Renal transport of taurine adapts to perturbed taurine homeostasis.

Renal adaptation apparently contributes to the homeostasis of taurine, a beta-amino compound that behaves as a conserved metabolite in the mammal. We studied two strains of inbred mice: C3H/HeJ (low-taurine excreter) and C57BL/6J (high-taurine excreter due to impaired basolateral membrane permeability to taurine). Low-protein and low-sulfur amino acid diets fed for two weeks significantly decreased plasma taurine in both strains, decreased fractional taurine excretion in vivo (particularly in the C57BL strain), and increased net uptake of taurine by renal cortex slices and isolated brush-border membrane vesicles (BBMV) in vitro in both strains. Renal adaptation was less obvious in vivo in the low-taurine excreter C3H strain, but in vitro adaptation, as observed in slices and BBMV (P less than 0.01), was greater than that observed in the C57BL strain. Renal cellular taurine content fell (P less than 0.01) only in the adapted C3H strain. The in vitro adaptive response was not confined to taurine; BBMV uptake of D-glucose and L-alanine was also enhanced in the adapted state.
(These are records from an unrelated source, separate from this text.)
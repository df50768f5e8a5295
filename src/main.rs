//! kvcache server binary
//!
//! Loads configuration from the environment and serves the cache over HTTP.

use std::net::SocketAddr;

use anyhow::Context;
use tokio::signal;
use tracing::{info, warn};
use tracing_subscriber::{layer::SubscriberExt, util::SubscriberInitExt};

use kvcache::api::create_router;
use kvcache::{spawn_cleanup_task, AppState, Config};

/// Main entry point for the cache server.
///
/// # Startup Sequence
/// 1. Initialize tracing subscriber for logging
/// 2. Load configuration from environment variables
/// 3. Create the cache engine over an in-memory store
/// 4. Start background TTL cleanup task
/// 5. Create Axum router with all endpoints
/// 6. Start HTTP server on configured port
/// 7. Handle graceful shutdown on SIGINT/SIGTERM
#[tokio::main]
async fn main() -> anyhow::Result<()> {
    // Defaults to "info" level, can be overridden with RUST_LOG env var
    tracing_subscriber::registry()
        .with(
            tracing_subscriber::EnvFilter::try_from_default_env()
                .unwrap_or_else(|_| "kvcache=info,tower_http=info".into()),
        )
        .with(tracing_subscriber::fmt::layer())
        .init();

    info!("Starting kvcache server");

    let config = Config::from_env();
    info!(
        max_size = config.max_size,
        strategy = %config.strategy,
        namespace = %config.namespace,
        default_ttl = ?config.default_ttl,
        port = config.server_port,
        cleanup_interval = config.cleanup_interval,
        "Configuration loaded"
    );

    let state = AppState::from_config(&config).context("invalid cache configuration")?;
    info!("Cache engine initialized");

    let cleanup_handle = spawn_cleanup_task(state.cache.clone(), config.cleanup_interval);
    info!("Background cleanup task started");

    let app = create_router(state);

    let addr = SocketAddr::from(([0, 0, 0, 0], config.server_port));
    let listener = tokio::net::TcpListener::bind(addr)
        .await
        .with_context(|| format!("failed to bind {}", addr))?;
    info!("Server listening on http://{}", addr);

    axum::serve(listener, app)
        .with_graceful_shutdown(shutdown_signal(cleanup_handle))
        .await
        .context("server error")?;

    info!("Server shutdown complete");
    Ok(())
}

/// Waits for shutdown signal (Ctrl+C or SIGTERM).
///
/// On shutdown signal, aborts the cleanup task and allows graceful shutdown.
async fn shutdown_signal(cleanup_handle: tokio::task::JoinHandle<()>) {
    let ctrl_c = async {
        if let Err(err) = signal::ctrl_c().await {
            warn!(error = %err, "Failed to listen for Ctrl+C");
            std::future::pending::<()>().await;
        }
    };

    #[cfg(unix)]
    let terminate = async {
        match signal::unix::signal(signal::unix::SignalKind::terminate()) {
            Ok(mut sigterm) => {
                sigterm.recv().await;
            }
            Err(err) => {
                warn!(error = %err, "Failed to install SIGTERM handler");
                std::future::pending::<()>().await;
            }
        }
    };

    #[cfg(not(unix))]
    let terminate = std::future::pending::<()>();

    tokio::select! {
        _ = ctrl_c => {
            info!("Received Ctrl+C, initiating shutdown...");
        }
        _ = terminate => {
            info!("Received SIGTERM, initiating shutdown...");
        }
    }

    cleanup_handle.abort();
    warn!("Cleanup task aborted");
}
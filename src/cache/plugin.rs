//! Plugin hooks.
//!
//! Plugins observe engine operations after they complete. Every hook has a
//! no-op default, so a plugin only implements what it cares about. Hooks run
//! synchronously inside the engine call and must not block.

use crate::cache::CacheEntry;

pub trait CachePlugin: Send + Sync {
    /// Name used in logs.
    fn name(&self) -> &str;

    fn on_set(&self, _key: &str, _entry: &CacheEntry) {}

    fn on_get(&self, _key: &str, _entry: &CacheEntry) {}

    fn on_remove(&self, _key: &str) {}

    /// Called once per eviction run with every key that was removed.
    fn on_evict(&self, _keys: &[String]) {}

    fn on_error(&self, _message: &str) {}
}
Specificity of the stimulus for adaptation was tested with a low-phenylalanine diet; a modest adaptation was observed in vivo and in vitro but only in the C3H strain. BBMV adaptation did not correlate with blood methionine but correlated inversely with plasma taurine (r = 0.71, P less than 0.05), implying that change in extracellular taurine may be a signal for renal adaptation in taurine homeostasis in the mammal.